At the end of “all of that evaluation, objective testing, feature checking, and a great deal of discussion about what’s needed in an audio system, we came up with two systems, MPEG-H and AC-4,” Bleidt said. “The MPEG-H system was technically superior in some ways,” he said. “Our audio quality is a little better. We can do some features in a little nicer way. We have some new technology in our system that’s not in AC-4.”
But AC-4 “is coming from Dolby, which is a well-known supplier here in the American market and is one that the broadcasters are familiar with,” Bleidt said. “It then became time for the ATSC to make a decision, and as I’ve told people before, some broadcasters wanted to stay with what they knew and were very adamant about having Dolby be there.” On the other hand, “some broadcasters were excited about the potential for MPEG-H” because of its technical superiority, plus also the fact that it’s an “open standard, with more choice of suppliers, and that resonated with them,” he said.
Then there were “the consumer electronics manufacturers" within ATSC, "who unfortunately have to pay for all of this new technology,” Bleidt said. “They were interested, obviously, in minimizing the cost of producing new TVs,” he said. “And so they wanted only one audio system to be selected, because they didn’t want to pay for more than one. After a great deal of discussion, that’s how this compromise was reached.”
Though having been denied selection as the U.S. system, there “most certainly” will be world regions of opportunity where MPEG-H could land adoption as the audio codec for next-gen TV broadcasting, Bleidt said.

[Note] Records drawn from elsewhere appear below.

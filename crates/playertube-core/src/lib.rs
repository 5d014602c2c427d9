//! `PlayerTube` Core Library
//!
//! This crate provides the engine behind `PlayerTube`, a personal video
//! library built from folders on the local disk:
//! - Scanning a folder two levels deep into channels, playlists and videos
//! - Title cleanup and natural ordering of episode files
//! - Syncing every channel against its directory while keeping playback
//!   progress
//! - Recording playback progress and watched state
//! - Persisting the library, directory handles and configuration
//!
//! # Error Handling
//!
//! Fallible operations return [`Result`]. Per-channel failures during a
//! sync never surface as errors; they are reported in the
//! [`SyncOutcome`] instead.
//!
//! ```rust,ignore
//! use playertube_core::{Library, SyncOrchestrator, SyncProgress};
//!
//! let mut library = Library::new(orchestrator);
//! library.import_folder(&picker).await?;
//! let outcome = library.sync(None::<fn(&SyncProgress)>).await;
//! println!("{}", outcome.summary());
//! ```

pub mod catalog;
pub mod config;
pub mod error;
pub mod fs;
pub mod handle_store;
pub mod library;
pub mod merge;
pub mod order;
pub mod permission;
pub mod progress;
pub mod scanner;
pub mod selection;
pub mod snapshot;
pub mod sync;
pub mod title;

pub use catalog::{
    Channel, PlaybackState, Playlist, ROOT_PLAYLIST_ID, ROOT_PLAYLIST_NAME, Video, assemble,
    format_size, handle_label,
};
pub use config::{AppConfig, default_handles_file, default_library_file};
pub use error::{Error, ImportError, Result, ScanError};
pub use fs::{
    ByteStream, DirEntry, DirectoryHandle, EntryKind, FileSystem, RealFileSystem, open_video,
};
pub use handle_store::{HandleStore, JsonHandleStore, MemoryHandleStore};
pub use library::{DirectoryPicker, Library};
pub use merge::merge_playlists;
pub use order::{natural_cmp, sort_natural_by};
pub use permission::{FsPermissionGate, PermissionGate, PermissionState};
pub use progress::{WATCHED_THRESHOLD, record_progress, record_progress_with_threshold};
pub use scanner::{
    ScanOptions, ScannedDirectory, ScannedFile, ScannedFolder, VIDEO_EXTENSIONS, is_video_file,
    scan, scan_directory, scan_directory_with_options, scan_with_options,
};
pub use selection::{ResolvedSelection, Selection};
pub use snapshot::{LibrarySnapshot, SNAPSHOT_VERSION};
pub use sync::{
    ChannelSyncReport, ChannelSyncStatus, SyncOptions, SyncOrchestrator, SyncOutcome,
    SyncProgress,
};
pub use title::clean_title;
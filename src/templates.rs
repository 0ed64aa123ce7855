//! Sample assets for testing and demonstration: a blank certificate
//! template and the reference certificate record.

use printpdf::*;

use crate::record::CertificateRecord;

/// Points to millimetres.
const PT_TO_MM: f32 = 0.352778;

/// A one-page blank certificate template of the given size (points).
///
/// The page carries a teal frame, a heading and thin rules under the field
/// rows, so overlays are easy to eyeball. The real template is a designed
/// PDF; this one exists so the pipeline can run without it.
pub fn blank_template(width_pt: f32, height_pt: f32) -> Vec<u8> {
    let mut ops = Vec::new();

    let teal = Color::Rgb(Rgb {
        r: 0.055,
        g: 0.447,
        b: 0.439,
        icc_profile: None,
    });

    // Frame.
    let inset = 18.0;
    ops.push(Op::SetOutlineColor { col: teal.clone() });
    ops.push(Op::SetOutlineThickness { pt: Pt(2.0) });
    ops.push(Op::DrawLine {
        line: polyline(
            &[
                (inset, inset),
                (width_pt - inset, inset),
                (width_pt - inset, height_pt - inset),
                (inset, height_pt - inset),
            ],
            true,
        ),
    });

    // Field rules, one per text row on the stock layout.
    ops.push(Op::SetOutlineThickness { pt: Pt(0.5) });
    for row_in in [8.76_f32, 8.0, 7.24, 6.48] {
        let y = row_in * 72.0 - 4.0;
        ops.push(Op::DrawLine {
            line: polyline(&[(2.2 * 72.0, y), (width_pt - 0.3 * 72.0, y)], false),
        });
    }

    // Heading.
    ops.push(Op::StartTextSection);
    ops.push(Op::SetTextCursor {
        pos: Point {
            x: Pt(inset + 18.0),
            y: Pt(height_pt - inset - 30.0),
        },
    });
    ops.push(Op::SetFontSizeBuiltinFont {
        size: Pt(16.0),
        font: BuiltinFont::HelveticaBold,
    });
    ops.push(Op::SetFillColor { col: teal });
    ops.push(Op::WriteTextBuiltinFont {
        items: vec![TextItem::Text("Health Certificate".to_string())],
        font: BuiltinFont::HelveticaBold,
    });
    ops.push(Op::EndTextSection);

    let mut doc = PdfDocument::new("Health Certificate");
    let page = PdfPage::new(Mm(width_pt * PT_TO_MM), Mm(height_pt * PT_TO_MM), ops);
    doc.with_pages(vec![page]);
    doc.save(&PdfSaveOptions::default(), &mut Vec::new())
}

fn polyline(points: &[(f32, f32)], is_closed: bool) -> Line {
    Line {
        points: points
            .iter()
            .map(|&(x, y)| LinePoint {
                p: Point { x: Pt(x), y: Pt(y) },
                bezier: false,
            })
            .collect(),
        is_closed,
    }
}

/// The reference record: every drawn field filled, Taif logo, no photo or
/// QR URL.
pub fn sample_record() -> CertificateRecord {
    CertificateRecord {
        id: "00000000-0000-4000-8000-000000000001".to_string(),
        name: "Ahmed Ali".to_string(),
        id_number: "1234567890".to_string(),
        certificate_number: "CERT-001".to_string(),
        issue_date: "1445/01/01".to_string(),
        profession: "Chef".to_string(),
        nationality: "Saudi".to_string(),
        expiry_date: "1446/01/01".to_string(),
        program_type: "Food Safety".to_string(),
        program_end_date: "1447/01/01".to_string(),
        thelogo: "Taif.jpg".to_string(),
        ..CertificateRecord::default()
    }
}

#[cfg(test)]
mod tests {
    use super::*;

    #[test]
    fn blank_template_is_a_pdf() {
        let bytes = blank_template(612.0, 792.0);
        assert_eq!(&bytes[0..5], b"%PDF-");
        let doc = lopdf::Document::load_mem(&bytes).unwrap();
        assert_eq!(doc.get_pages().len(), 1);
    }

    #[test]
    fn sample_record_is_valid() {
        let record = sample_record();
        record.check().unwrap();
        assert_eq!(record.output_file_name(), "Ahmed Ali.pdf");
        assert!(record.photo_url.is_none() && record.qr_code_url.is_none());
    }
}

Both the DVB broadcasting system in Europe and ISDB in Japan and South America “will undoubtedly contemplate new audio standards in the next few years -- not next month, but in the next few years,” he said. “So those are opportunities for the audio companies like ourselves to introduce new technology, and I would expect MPEG-H would be a serious contender for those standards adopted by other countries.”

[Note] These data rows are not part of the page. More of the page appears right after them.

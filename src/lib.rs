//! # certforge – health certificates rendered onto a fixed PDF template
//!
//! Certificate records are kept in a record store together with their
//! uploaded photo and verification QR code. A record is turned into a
//! single-page PDF by overlaying its fields on a designed template. The
//! rendering stages are:
//!
//! 1. **Fetch** – template, fonts and images through an asset source ([`assets`])
//! 2. **Normalise** – images to embeddable PNG/JPEG ([`normalize`])
//! 3. **Shape** – text measured with the embedded fonts ([`fonts`])
//! 4. **Composite** – right-aligned text and fixed image rectangles on the
//!    template page via lopdf ([`render`], [`layout_config`])
//! 5. **Deliver** – a run-once, stage-tracked compositor ([`pipeline`])
//!
//! Records, uploads and the create/delete flows live in [`store`].

pub mod assets;
pub mod config;
pub mod error;
pub mod fonts;
pub mod layout_config;
pub mod normalize;
pub mod pipeline;
pub mod qr;
pub mod record;
pub mod render;
pub mod store;
pub mod templates;

#[cfg(test)]
#[path = "../tests/common/synth_font.rs"]
pub(crate) mod synth_font;

// Re-exports for convenience
pub use error::{FetchError, ImageDecodeError, RenderError, StoreError};
pub use pipeline::{Compositor, RenderOutput, RunOutcome};
pub use record::{Authority, CertificateRecord, RecordPatch};
pub use render::render;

Achieving economies of scale for MPEG-H-based TVs in Korea “is really not a factor in any of this,” Bleidt said. “For audio, I don’t consider this to be a real issue in reasonable production volumes,” he said. “People have to understand that audio codecs these days -- both ours and our competitors’ -- they’re all software. It’s not like you have to build a special chip to receive MPEG-H. The same class of hardware that you would use to decode one system will basically decode the other system, and this is all software that runs on embedded processors in a chip. So when you speak of economies of scale, it’s really just a question of amortizing development and integration costs to take the software from Dolby or Fraunhofer and integrate it into the rest of the software architecture of the TV. Of course, that takes effort, but it’s not like it takes 1,000 man-years to do that. It’s a reasonable engineering effort.”